31 Ekim 2018 Çarşamba

SPORA GİTMEK VS SPOR YAPMAK VE NE OLACAK BU GEZEGENİN HALİ?



"Spor yapıyor musun?" sorusunun günümüzde tek karşılığı aslında şu: "Bir spor salonuna gidiyor musun?"

Ben peşin peşin söyleyeyim... Hayatımda spor salonuna hiç gitmedim!

Ama bu demek değil ki "spor yapmıyorum"!

Yürüyüş yapıyorum, bisiklet sürüyorum, yüzüyorum... 

Kendimi AVM'lere tıkıştırılmış kapalı spor salonlarında ticari amaçlarla üretilmiş ortamlara hapsetmiyorum, açık havaya çıkıyorum yani!

Bundan daha iyi spor var mı?

Spor salonlarında çılgınlar gibi spor yapmak son beş-on yıl içinde hayatımıza girdi.

Bazılarına gerçekten faydalı oluyordur ama bazıları da sadece gitmiş olmak (nasıl olsa herkes gidiyor ya) için gidip kendini kandırıyor.


Şu anda dünyada "idealize" edilmiş olan; kadınların zayıflayıp incecik olması, erkeklerinse kas yapması. 

Peki ideal beden ölçülerini kim tanımlıyor? Tabii ki endüstri. Sinema endüstrisi, reklamcılık sektörü, ilaç ve kozmetik sanayisi. Neden?

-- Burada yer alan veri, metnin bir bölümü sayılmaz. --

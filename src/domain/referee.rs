use serde::{Deserialize, Serialize};

/// Судья турнира.
///
/// Для движка это непрозрачный тип: он просто копируется в каждую `Game`.
/// `build_rounds` обобщён по типу судьи, эта структура — вариант по умолчанию.
#[derive(Clone, Debug, Serialize, Deserialize, PartialEq, Eq)]
pub struct Referee {
    pub username: String,
    #[serde(default, skip_serializing_if = "Option::is_none")]
    pub email: Option<String>,
}

impl Referee {
    pub fn new(username: impl Into<String>) -> Self {
        Self {
            username: username.into(),
            email: None,
        }
    }
}
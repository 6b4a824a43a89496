//! Инфраструктурный слой вокруг движка сетки:
//! - генерация ID;
//! - RNG-реализации для жеребьёвки;
//! - абстракция хранения (off-chain / тесты);
//! - контекст сессии;
//! - маппинги между форматом бэкенда и domain.

pub mod ids;
pub mod mapping;
pub mod persistence;
pub mod rng;
pub mod session;

pub use ids::*;
pub use mapping::*;
pub use persistence::*;
pub use rng::*;
pub use session::*;
// tests/bracket_builder_tests.rs
//
// Построение начальной сетки:
//  1) размер сетки = max(T - 1, 0)
//  2) нумерация 1..=N, финал = 1, parent = id / 2
//  3) листья = ceil(T / 2), каждая команда ровно в одном слоте
//  4) конкретные сценарии на 5 и 2 команды
//  5) ошибки входа и детерминированность

use std::collections::HashSet;

use bracket_engine::bracket::{build_initial_matches, draw_roster, tree, BracketError};
use bracket_engine::domain::{Match, Team, TeamId};
use bracket_engine::infra::rng::DeterministicRng;

// -----------------------------
// ВСПОМОГАТЕЛЬНЫЕ КОНСТРУКТОРЫ
// -----------------------------

/// Состав T1..Tn с id 1..=n.
fn roster(n: usize) -> Vec<Team> {
    (1..=n as TeamId)
        .map(|id| Team::new(id, format!("T{id}")))
        .collect()
}

fn by_id(matches: &[Match], id: u32) -> &Match {
    matches
        .iter()
        .find(|m| m.id_in_tournament == id)
        .unwrap_or_else(|| panic!("match {id} not found"))
}

//
// TEST 1 — количество матчей
//
#[test]
fn match_count_is_team_count_minus_one() {
    for n in 0..=40 {
        let matches = build_initial_matches(&roster(n), 7).unwrap();
        assert_eq!(matches.len(), n.saturating_sub(1), "teams = {n}");
    }
}

#[test]
fn empty_and_single_team_rosters_give_no_matches() {
    assert!(build_initial_matches(&[], 1).unwrap().is_empty());
    assert!(build_initial_matches(&roster(1), 1).unwrap().is_empty());
}

//
// TEST 2 — нумерация и родители
//
#[test]
fn ids_are_contiguous_and_parents_follow_arithmetic() {
    for n in 2..=40 {
        let matches = build_initial_matches(&roster(n), 3).unwrap();
        let total = matches.len() as u32;

        let ids: HashSet<u32> = matches.iter().map(|m| m.id_in_tournament).collect();
        assert_eq!(ids.len(), matches.len(), "duplicate ids, teams = {n}");
        assert_eq!(ids, (1..=total).collect::<HashSet<u32>>());

        let roots: Vec<&Match> = matches.iter().filter(|m| m.id_in_tournament == 1).collect();
        assert_eq!(roots.len(), 1);
        assert_eq!(roots[0].id_parent, None);

        for m in matches.iter().filter(|m| m.id_in_tournament > 1) {
            let parent = m.id_in_tournament / 2;
            assert_eq!(m.id_parent, Some(parent));
            assert!(ids.contains(&parent));
        }

        assert!(matches.iter().all(|m| m.tournament == 3));
    }
}

//
// TEST 3 — листья и распределение команд
//
#[test]
fn every_team_lands_in_exactly_one_leaf_slot() {
    for n in 2..=40 {
        let teams = roster(n);
        let matches = build_initial_matches(&teams, 1).unwrap();

        let placed: Vec<TeamId> = matches
            .iter()
            .flat_map(|m| [m.team1, m.team2])
            .flatten()
            .collect();

        let unique: HashSet<TeamId> = placed.iter().copied().collect();
        assert_eq!(placed.len(), n, "teams = {n}");
        assert_eq!(unique.len(), n);

        let leaves = matches
            .iter()
            .filter(|m| m.team1.is_some() || m.team2.is_some())
            .count();
        assert_eq!(leaves, tree::leaf_count(n));

        // Ни один матч не ждёт победителя несуществующего матча.
        let total = matches.len() as u32;
        for m in &matches {
            let (left, right) = tree::children_of(m.id_in_tournament);
            assert_eq!(m.team1.is_none(), left <= total);
            assert_eq!(m.team2.is_none(), right <= total);
        }

        assert!(matches.iter().all(|m| m.score1.is_none() && m.score2.is_none()));
    }
}

#[test]
fn round_numbers_are_tagged_at_creation() {
    for n in 2..=64 {
        let matches = build_initial_matches(&roster(n), 1).unwrap();
        let rounds = tree::round_count(tree::leaf_count(n));

        assert_eq!(rounds, tree::round_count_for_matches(matches.len()));

        for m in &matches {
            assert_eq!(m.round_nb, tree::round_of(m.id_in_tournament, rounds));
        }
        assert_eq!(by_id(&matches, 1).round_nb, Some(rounds));
        assert!(matches.iter().any(|m| m.round_nb == Some(1)));
    }
}

//
// TEST 4 — сценарии
//
#[test]
fn five_teams_scenario() {
    let teams = roster(5);
    let matches = build_initial_matches(&teams, 42).unwrap();

    assert_eq!(matches.len(), 4);

    // Пары с конца состава: (T5, T4), (T3, T2), затем T1 ждёт победителя матча 4.
    let m4 = by_id(&matches, 4);
    assert_eq!((m4.team1, m4.team2), (Some(5), Some(4)));
    assert_eq!(m4.id_parent, Some(2));
    assert_eq!(m4.round_nb, Some(1));

    let m3 = by_id(&matches, 3);
    assert_eq!((m3.team1, m3.team2), (Some(3), Some(2)));
    assert_eq!(m3.id_parent, Some(1));
    assert_eq!(m3.round_nb, Some(2));

    let m2 = by_id(&matches, 2);
    assert_eq!((m2.team1, m2.team2), (None, Some(1)));
    assert_eq!(m2.id_parent, Some(1));
    assert_eq!(m2.round_nb, Some(2));

    let m1 = by_id(&matches, 1);
    assert_eq!((m1.team1, m1.team2), (None, None));
    assert_eq!(m1.id_parent, None);
    assert_eq!(m1.round_nb, Some(3));

    let with_teams: Vec<&Match> = matches
        .iter()
        .filter(|m| m.team1.is_some() || m.team2.is_some())
        .collect();
    assert_eq!(with_teams.len(), 3);
    assert_eq!(with_teams.iter().filter(|m| !m.is_ready()).count(), 1);
}

#[test]
fn two_teams_scenario() {
    let matches = build_initial_matches(&roster(2), 9).unwrap();

    assert_eq!(matches.len(), 1);
    let m = &matches[0];
    assert_eq!(m.id_in_tournament, 1);
    assert_eq!(m.id_parent, None);
    assert_eq!(m.round_nb, Some(1));
    assert_eq!((m.team1, m.team2), (Some(2), Some(1)));
}

#[test]
fn power_of_two_roster_fills_only_the_deepest_round() {
    let matches = build_initial_matches(&roster(8), 1).unwrap();

    for m in &matches {
        if m.id_in_tournament >= 4 {
            assert!(m.is_ready());
            assert_eq!(m.round_nb, Some(1));
        } else {
            assert_eq!((m.team1, m.team2), (None, None));
        }
    }
}

//
// TEST 5 — ошибки и детерминированность
//
#[test]
fn absent_tournament_id_is_invalid_argument() {
    let err = build_initial_matches(&roster(4), 0).unwrap_err();
    assert!(matches!(err, BracketError::InvalidArgument(_)));
}

#[test]
fn malformed_roster_is_invalid_argument() {
    let mut dup = roster(3);
    dup.push(Team::new(2, "again"));
    assert!(matches!(
        build_initial_matches(&dup, 1),
        Err(BracketError::InvalidArgument(_))
    ));

    let reserved = vec![Team::new(0, "none"), Team::new(1, "T1")];
    assert!(matches!(
        build_initial_matches(&reserved, 1),
        Err(BracketError::InvalidArgument(_))
    ));
}

#[test]
fn construction_is_deterministic_and_leaves_input_untouched() {
    let teams = roster(11);
    let before = teams.clone();

    let a = build_initial_matches(&teams, 5).unwrap();
    let b = build_initial_matches(&teams, 5).unwrap();

    assert_eq!(a, b);
    assert_eq!(teams, before);
}

#[test]
fn draw_is_a_seeded_permutation() {
    let teams = roster(16);

    let a = draw_roster(&teams, &mut DeterministicRng::from_seed(2024));
    let b = draw_roster(&teams, &mut DeterministicRng::from_seed(2024));
    assert_eq!(a, b);

    let mut ids: Vec<TeamId> = a.iter().map(|t| t.id).collect();
    ids.sort_unstable();
    assert_eq!(ids, (1..=16).collect::<Vec<TeamId>>());

    // Исходный состав не перемешан.
    assert_eq!(teams, roster(16));
}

Siz de bundan ticaret kokusu almıyor musun?

Eskiden de balık etli kadın olmak idealdi mesela, çünkü sağlıklı ve revaçta olan oydu! Öbürü çelimsiz, zayıf, hastalıklı olarak tanımlanıyordu. 

Erkekler için bakacak olursak; biraz sosyal medya, biraz bu kas yapan ilaçların piyasaya sürülmesi derken derken ideal olarak kaslı erkek bedeninde karar kılındı... Günümüzde spor salonuna gitmekle yetinmeyip bu ilaçları kullanıp kısa yoldan son derece tehlikeli bir şekilde karın kası yapmak isteyenler, yapanlar var... Sırf böylesi idealize edildiği için! Ama böyle ilaçları kullanıp hayatını kaybedenler de var.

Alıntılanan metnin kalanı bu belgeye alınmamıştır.